When a line in the data below includes "single", pick it out and copy it.

Saved data entries:
★ ★ ★ ★ ★
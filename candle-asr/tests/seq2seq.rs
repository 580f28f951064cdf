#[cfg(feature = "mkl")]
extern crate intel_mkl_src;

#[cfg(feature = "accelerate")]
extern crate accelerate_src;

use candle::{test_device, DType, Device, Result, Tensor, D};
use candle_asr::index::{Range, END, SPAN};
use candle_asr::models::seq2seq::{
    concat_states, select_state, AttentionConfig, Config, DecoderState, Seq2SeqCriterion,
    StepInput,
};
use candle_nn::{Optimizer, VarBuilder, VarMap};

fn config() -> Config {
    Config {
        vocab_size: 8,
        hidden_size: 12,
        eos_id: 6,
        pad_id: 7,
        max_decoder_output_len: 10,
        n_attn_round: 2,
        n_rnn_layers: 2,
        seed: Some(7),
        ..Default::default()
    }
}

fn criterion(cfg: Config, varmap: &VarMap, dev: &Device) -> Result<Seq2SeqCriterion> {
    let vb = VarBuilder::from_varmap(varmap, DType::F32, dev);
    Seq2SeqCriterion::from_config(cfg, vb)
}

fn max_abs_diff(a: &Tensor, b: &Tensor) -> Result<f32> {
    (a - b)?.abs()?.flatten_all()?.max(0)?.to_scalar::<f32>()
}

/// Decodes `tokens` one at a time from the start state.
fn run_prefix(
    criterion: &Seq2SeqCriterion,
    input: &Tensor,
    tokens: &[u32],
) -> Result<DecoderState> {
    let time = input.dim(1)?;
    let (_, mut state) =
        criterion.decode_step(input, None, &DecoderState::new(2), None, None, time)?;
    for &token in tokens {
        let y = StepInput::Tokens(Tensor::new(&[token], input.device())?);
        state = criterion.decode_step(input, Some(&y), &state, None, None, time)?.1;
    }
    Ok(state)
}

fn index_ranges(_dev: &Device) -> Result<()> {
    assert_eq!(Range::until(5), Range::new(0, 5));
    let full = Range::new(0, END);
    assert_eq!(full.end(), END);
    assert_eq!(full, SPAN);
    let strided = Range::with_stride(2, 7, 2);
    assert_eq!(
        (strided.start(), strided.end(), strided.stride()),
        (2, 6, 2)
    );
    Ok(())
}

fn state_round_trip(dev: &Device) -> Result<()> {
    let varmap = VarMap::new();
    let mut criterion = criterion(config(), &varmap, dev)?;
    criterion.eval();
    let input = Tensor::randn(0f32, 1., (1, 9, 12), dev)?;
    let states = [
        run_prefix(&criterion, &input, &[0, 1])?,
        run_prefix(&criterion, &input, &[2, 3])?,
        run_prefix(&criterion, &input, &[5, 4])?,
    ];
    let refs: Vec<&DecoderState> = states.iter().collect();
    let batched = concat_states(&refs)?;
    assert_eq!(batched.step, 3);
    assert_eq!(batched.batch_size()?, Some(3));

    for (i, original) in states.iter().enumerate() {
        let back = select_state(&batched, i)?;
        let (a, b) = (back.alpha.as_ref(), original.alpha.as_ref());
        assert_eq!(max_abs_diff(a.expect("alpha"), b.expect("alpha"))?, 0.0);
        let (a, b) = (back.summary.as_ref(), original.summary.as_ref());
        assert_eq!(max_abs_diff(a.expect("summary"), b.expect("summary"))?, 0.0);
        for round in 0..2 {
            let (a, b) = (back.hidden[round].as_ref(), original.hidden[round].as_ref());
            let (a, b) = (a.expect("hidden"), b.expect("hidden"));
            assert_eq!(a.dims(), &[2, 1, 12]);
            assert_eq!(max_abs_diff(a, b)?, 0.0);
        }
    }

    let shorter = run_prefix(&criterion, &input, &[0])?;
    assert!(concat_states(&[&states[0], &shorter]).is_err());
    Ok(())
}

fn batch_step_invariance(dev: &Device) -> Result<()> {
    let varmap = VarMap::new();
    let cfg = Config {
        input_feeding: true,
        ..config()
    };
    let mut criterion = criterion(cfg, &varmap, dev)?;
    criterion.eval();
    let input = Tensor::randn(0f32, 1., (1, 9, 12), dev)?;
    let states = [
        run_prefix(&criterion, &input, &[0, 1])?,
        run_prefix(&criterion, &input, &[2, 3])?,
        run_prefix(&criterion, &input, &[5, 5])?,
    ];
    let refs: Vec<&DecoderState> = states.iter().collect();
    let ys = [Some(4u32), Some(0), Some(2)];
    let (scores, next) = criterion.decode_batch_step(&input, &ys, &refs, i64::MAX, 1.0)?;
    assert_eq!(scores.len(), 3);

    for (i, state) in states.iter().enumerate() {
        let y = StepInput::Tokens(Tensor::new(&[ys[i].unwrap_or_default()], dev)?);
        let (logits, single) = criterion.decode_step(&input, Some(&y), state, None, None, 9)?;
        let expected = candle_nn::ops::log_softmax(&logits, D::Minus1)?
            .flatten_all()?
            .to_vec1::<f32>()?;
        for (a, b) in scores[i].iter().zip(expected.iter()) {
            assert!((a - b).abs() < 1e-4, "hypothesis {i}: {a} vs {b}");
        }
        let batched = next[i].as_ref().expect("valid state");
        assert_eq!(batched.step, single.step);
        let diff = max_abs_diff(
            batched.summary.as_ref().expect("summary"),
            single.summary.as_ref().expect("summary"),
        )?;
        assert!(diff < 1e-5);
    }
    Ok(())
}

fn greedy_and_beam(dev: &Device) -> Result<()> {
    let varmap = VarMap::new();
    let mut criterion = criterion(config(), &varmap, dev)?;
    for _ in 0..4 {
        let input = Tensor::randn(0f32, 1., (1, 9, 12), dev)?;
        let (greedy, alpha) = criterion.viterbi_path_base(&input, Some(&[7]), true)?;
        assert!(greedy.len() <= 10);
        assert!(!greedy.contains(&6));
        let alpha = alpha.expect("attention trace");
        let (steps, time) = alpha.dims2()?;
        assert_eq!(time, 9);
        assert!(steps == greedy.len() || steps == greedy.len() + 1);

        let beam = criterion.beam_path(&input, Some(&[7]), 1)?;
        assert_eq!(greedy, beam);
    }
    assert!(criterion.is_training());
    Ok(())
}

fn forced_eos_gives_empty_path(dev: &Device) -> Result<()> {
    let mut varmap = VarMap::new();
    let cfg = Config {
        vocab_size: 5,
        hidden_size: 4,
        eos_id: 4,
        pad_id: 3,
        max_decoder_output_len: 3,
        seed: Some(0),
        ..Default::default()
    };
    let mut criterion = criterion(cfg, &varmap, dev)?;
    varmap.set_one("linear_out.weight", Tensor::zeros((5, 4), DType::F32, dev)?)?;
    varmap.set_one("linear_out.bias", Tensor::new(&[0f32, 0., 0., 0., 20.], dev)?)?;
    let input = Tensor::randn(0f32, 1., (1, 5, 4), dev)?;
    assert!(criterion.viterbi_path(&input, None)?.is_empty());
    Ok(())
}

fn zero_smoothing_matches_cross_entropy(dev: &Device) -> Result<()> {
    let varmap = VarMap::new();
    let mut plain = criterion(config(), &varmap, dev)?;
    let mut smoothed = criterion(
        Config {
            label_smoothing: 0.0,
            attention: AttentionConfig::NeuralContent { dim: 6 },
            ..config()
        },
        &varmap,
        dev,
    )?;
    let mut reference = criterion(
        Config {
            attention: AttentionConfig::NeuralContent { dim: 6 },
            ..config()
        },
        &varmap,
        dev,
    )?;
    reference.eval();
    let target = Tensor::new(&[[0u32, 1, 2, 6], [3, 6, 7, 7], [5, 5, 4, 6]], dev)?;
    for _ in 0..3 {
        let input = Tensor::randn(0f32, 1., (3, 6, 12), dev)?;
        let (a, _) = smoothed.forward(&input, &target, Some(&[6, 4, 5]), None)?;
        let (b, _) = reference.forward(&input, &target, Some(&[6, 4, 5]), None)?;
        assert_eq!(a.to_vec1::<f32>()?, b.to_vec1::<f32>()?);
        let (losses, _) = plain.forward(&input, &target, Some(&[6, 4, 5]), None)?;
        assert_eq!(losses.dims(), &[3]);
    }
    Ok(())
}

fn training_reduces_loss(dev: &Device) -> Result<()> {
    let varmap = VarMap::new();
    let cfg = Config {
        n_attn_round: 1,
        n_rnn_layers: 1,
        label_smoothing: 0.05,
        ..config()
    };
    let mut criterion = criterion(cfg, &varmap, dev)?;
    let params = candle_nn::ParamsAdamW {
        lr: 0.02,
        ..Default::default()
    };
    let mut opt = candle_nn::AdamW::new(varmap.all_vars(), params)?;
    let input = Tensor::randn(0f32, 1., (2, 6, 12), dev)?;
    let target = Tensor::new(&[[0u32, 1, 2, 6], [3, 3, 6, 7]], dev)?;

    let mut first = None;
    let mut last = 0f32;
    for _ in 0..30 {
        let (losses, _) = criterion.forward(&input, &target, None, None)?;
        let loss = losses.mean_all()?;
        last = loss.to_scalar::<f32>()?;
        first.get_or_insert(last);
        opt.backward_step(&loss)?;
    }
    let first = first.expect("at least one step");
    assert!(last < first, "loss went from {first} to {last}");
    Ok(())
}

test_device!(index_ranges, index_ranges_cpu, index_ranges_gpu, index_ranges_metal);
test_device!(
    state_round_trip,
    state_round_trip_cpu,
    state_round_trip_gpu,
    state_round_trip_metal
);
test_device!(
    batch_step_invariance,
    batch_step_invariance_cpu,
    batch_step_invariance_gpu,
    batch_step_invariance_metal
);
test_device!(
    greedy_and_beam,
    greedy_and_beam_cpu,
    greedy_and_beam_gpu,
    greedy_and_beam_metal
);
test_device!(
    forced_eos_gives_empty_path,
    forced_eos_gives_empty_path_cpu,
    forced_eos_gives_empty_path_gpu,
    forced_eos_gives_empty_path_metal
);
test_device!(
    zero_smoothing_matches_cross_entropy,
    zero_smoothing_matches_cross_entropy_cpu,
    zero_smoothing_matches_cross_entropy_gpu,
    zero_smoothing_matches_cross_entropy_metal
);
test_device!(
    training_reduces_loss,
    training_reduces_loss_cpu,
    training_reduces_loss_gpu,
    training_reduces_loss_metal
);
★ ★ ★ ★ ★
Answer to the exercise →
        let (logits, single) = criterion.decode_step(&input, Some(&y), state, None, None, 9)?;
        assert_eq!(batched.step, single.step);
            single.summary.as_ref().expect("summary"),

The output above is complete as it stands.